Figure 4.

In vivo bright light damage (BLD) murine model clinical assessments. Experimental design for the bright light damage (BLD) model on Balb/c mice or humanized Siglec-11 tg mice (A). Outer Nuclear Layer (ONL) thickness determined by SD-OCT at Day 7 after BLD. Mice were treated with PolySia-NPs, PolySia ligand alone or Blank NPs. Data are presented as % of the baseline values from 11 mice per group and 10 for Blank-NPs. The dotted lines represent the usual damage seen in naïve animals induced using this same protocol (6.6-12 µm). (B). Heat map of ONL thickness across the 25 grid points. The value of each spot is the represented value.
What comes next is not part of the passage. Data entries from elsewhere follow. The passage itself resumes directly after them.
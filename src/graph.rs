use crate::{
    job::Job,
    node::QueueNode,
    types::{IndexSet, NodeIndex},
};
use derive_more::Debug;
use std::collections::VecDeque;
use thiserror::Error;

/// Maximum number of nodes a graph can hold.
///
/// Node indices, activation counters, and the interpreter's per-tick node
/// count are all 16-bit; graphs beyond this bound (or nodes with in-degree
/// above it) are unsupported and rejected with an assertion.
pub const MAX_NODE_COUNT: usize = u16::MAX as usize;

/// The processing graph for one installation cycle.
///
/// Owns every node in an append-only arena and records the subset with
/// in-degree zero, which seeds the ready queue at the start of each tick.
/// Built once, handed to the interpreter via
/// [`install_queue`](crate::interpreter::QueueInterpreter::install_queue)
/// (which takes ownership), and never mutated afterwards. Construction is
/// single-threaded; installation happens between ticks, not during one.
///
/// Most callers should go through [`GraphBuilder`], which derives in-degrees
/// and the initially-runnable set from declared dependencies and rejects
/// cyclic graphs. The methods here are the low-level surface for builders
/// that already know every node's successor list and in-degree.
#[must_use]
#[derive(Debug)]
pub struct DspGraph<J> {
    nodes: Vec<QueueNode<J>>,
    initially_runnable: Vec<NodeIndex>,
}

impl<J: Job> DspGraph<J> {
    /// Creates an empty graph.
    pub fn new() -> Self {
        Self {
            nodes: Vec::new(),
            initially_runnable: Vec::new(),
        }
    }

    fn with_node_capacity(capacity: usize) -> Self {
        Self {
            nodes: Vec::with_capacity(capacity),
            initially_runnable: Vec::new(),
        }
    }

    /// Appends a node to the arena, taking ownership of the job.
    ///
    /// `successors` are the arena indices of the nodes consuming this node's
    /// output and may refer to nodes not added yet; `activation_limit` must
    /// equal the node's eventual in-degree. Both are validated (in debug
    /// builds) when the finished graph is installed.
    ///
    /// # Panics
    /// When the arena already holds [`MAX_NODE_COUNT`] nodes.
    pub fn add_node(
        &mut self,
        job: J,
        successors: Vec<NodeIndex>,
        activation_limit: u16,
    ) -> NodeIndex {
        assert!(self.nodes.len() < MAX_NODE_COUNT, "DspGraph::add_node: [1]");
        let index = self.nodes.len() as NodeIndex;
        self.nodes
            .push(QueueNode::new(job, successors, activation_limit));
        index
    }

    /// Records an already-added node as initially runnable.
    ///
    /// Every node with in-degree zero must be recorded here, in the order it
    /// should be seeded into the ready queue; a tick can otherwise never
    /// complete.
    ///
    /// # Panics
    /// When the node's activation limit is non-zero.
    pub fn add_initially_runnable(&mut self, node: NodeIndex) {
        assert_eq!(
            self.nodes[node as usize].activation_limit(),
            0,
            "DspGraph::add_initially_runnable: [1]"
        );
        self.initially_runnable.push(node);
    }

    /// Number of nodes in the graph.
    #[must_use]
    pub fn total_node_count(&self) -> u16 {
        self.nodes.len() as u16
    }

    pub(crate) fn node(&self, index: NodeIndex) -> &QueueNode<J> {
        &self.nodes[index as usize]
    }

    pub(crate) fn initially_runnable(&self) -> &[NodeIndex] {
        &self.initially_runnable
    }

    /// Re-arms every node's activation count, including nodes left in
    /// mid-state by a torn-down tick.
    pub(crate) fn reset_activation_counts(&self) {
        for node in &self.nodes {
            node.reset_activation_count();
        }
    }

    /// Checks the structural invariants the executor relies on: successor
    /// indices in bounds, each activation limit equal to the node's actual
    /// in-degree, and every in-degree-zero node registered as initially
    /// runnable.
    #[cfg(debug_assertions)]
    pub(crate) fn validate(&self) {
        let mut in_degrees = vec![0u16; self.nodes.len()];
        for node in &self.nodes {
            for &successor in node.successors() {
                let slot = in_degrees
                    .get_mut(successor as usize)
                    .expect("DspGraph::validate: [1]");
                *slot = slot.checked_add(1).expect("DspGraph::validate: [2]");
            }
        }
        for (index, node) in self.nodes.iter().enumerate() {
            assert_eq!(
                node.activation_limit(),
                in_degrees[index],
                "DspGraph::validate: [3]"
            );
            if node.activation_limit() == 0 {
                assert!(
                    self.initially_runnable.contains(&(index as NodeIndex)),
                    "DspGraph::validate: [4]"
                );
            }
        }
    }
}

/// Error returned by [`GraphBuilder::build`] when the declared dependencies
/// do not form a DAG.
#[derive(Debug, Error, Clone, PartialEq, Eq)]
#[non_exhaustive]
pub enum GraphBuildError {
    /// The declared dependencies contain cycle(s), so some nodes could never
    /// become runnable.
    #[error("dependency graph contains cycle(s)")]
    Cycle,
}

/// Incremental construction of a [`DspGraph`] from jobs and dependencies.
///
/// Add every job, declare each producer→consumer edge, then [`build`]. The
/// builder derives in-degrees and the initially-runnable set, deduplicates
/// edges, and rejects cyclic graphs. Node indices handed out by
/// [`add_job`](GraphBuilder::add_job) are preserved in the built graph.
#[must_use]
#[derive(Debug)]
pub struct GraphBuilder<J> {
    #[debug(skip)]
    jobs: Vec<J>,
    /// Successor set per job, in declaration order.
    successors: Vec<IndexSet<NodeIndex>>,
    /// In-degree per job, maintained as edges are declared.
    activation_limits: Vec<u16>,
}

impl<J: Job> GraphBuilder<J> {
    /// Creates an empty builder.
    pub fn new() -> Self {
        Self {
            jobs: Vec::new(),
            successors: Vec::new(),
            activation_limits: Vec::new(),
        }
    }

    /// Adds a job as a new node and returns its index.
    ///
    /// # Panics
    /// When the builder already holds [`MAX_NODE_COUNT`] jobs.
    pub fn add_job(&mut self, job: J) -> NodeIndex {
        assert!(
            self.jobs.len() < MAX_NODE_COUNT,
            "GraphBuilder::add_job: [1]"
        );
        let index = self.jobs.len() as NodeIndex;
        self.jobs.push(job);
        self.successors.push(IndexSet::default());
        self.activation_limits.push(0);
        index
    }

    /// Declares that `consumer` reads `producer`'s output and must not run
    /// before it within a tick.
    ///
    /// Declaring the same edge twice is a no-op.
    ///
    /// # Panics
    /// When either index is unknown, or when a node is made to depend on
    /// itself.
    pub fn add_dependency(&mut self, producer: NodeIndex, consumer: NodeIndex) {
        assert!(
            (producer as usize) < self.jobs.len(),
            "GraphBuilder::add_dependency: unknown producer {producer}"
        );
        assert!(
            (consumer as usize) < self.jobs.len(),
            "GraphBuilder::add_dependency: unknown consumer {consumer}"
        );
        assert_ne!(
            producer, consumer,
            "GraphBuilder::add_dependency: node {producer} depends on itself"
        );
        if self.successors[producer as usize].insert(consumer) {
            let limit = &mut self.activation_limits[consumer as usize];
            *limit = limit.checked_add(1).expect("GraphBuilder::add_dependency: [1]");
        }
    }

    /// Materializes the graph.
    ///
    /// Runs a Kahn pass over the declared edges to verify acyclicity, then
    /// moves every job into the arena, preserving the indices handed out by
    /// [`add_job`](GraphBuilder::add_job).
    ///
    /// # Errors
    /// [`GraphBuildError::Cycle`] when the dependencies contain cycle(s).
    pub fn build(self) -> Result<DspGraph<J>, GraphBuildError> {
        let Self {
            jobs,
            successors,
            activation_limits,
        } = self;

        // Kahn's algorithm on a scratch copy of the in-degrees: if some node
        // is never released, the unplaced remainder contains a cycle.
        let mut remaining = activation_limits.clone();
        let mut ready: VecDeque<NodeIndex> = remaining
            .iter()
            .enumerate()
            .filter(|(_, &in_degree)| in_degree == 0)
            .map(|(index, _)| index as NodeIndex)
            .collect();
        let mut placed = 0usize;
        while let Some(index) = ready.pop_front() {
            placed += 1;
            for &successor in &successors[index as usize] {
                let slot = &mut remaining[successor as usize];
                *slot = slot.checked_sub(1).expect("GraphBuilder::build: [1]");
                if *slot == 0 {
                    ready.push_back(successor);
                }
            }
        }
        if placed != jobs.len() {
            return Err(GraphBuildError::Cycle);
        }

        let mut graph = DspGraph::with_node_capacity(jobs.len());
        let nodes = jobs.into_iter().zip(successors.into_iter().zip(activation_limits));
        for (job, (successors, activation_limit)) in nodes {
            let index = graph.add_node(job, successors.into_iter().collect(), activation_limit);
            if activation_limit == 0 {
                graph.add_initially_runnable(index);
            }
        }
        Ok(graph)
    }
}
X denotes the optic nerve; SN, superior nasal; IN, inferior nasal; IT, inferior temporal, N, nasal (C). Retinal H&E and macrophage (F4/80) immunostaining (D). Black arrows indicate macrophages. GLC, Ganglion Cell Layer; IPL, Inner Plexiform Layer; INL, Inner Nuclear Layer; ONL, Outer Nuclear Layer (yellow shows thickness); RPE, Retinal Pigmented Epithelium/Bruch’s Membrane Choroid; NPs, nanoparticles. Mean ± SEM. **p<0.01. OE, Ocular examinations; ERG, Electroretinography; OCT, Optical coherence tomography.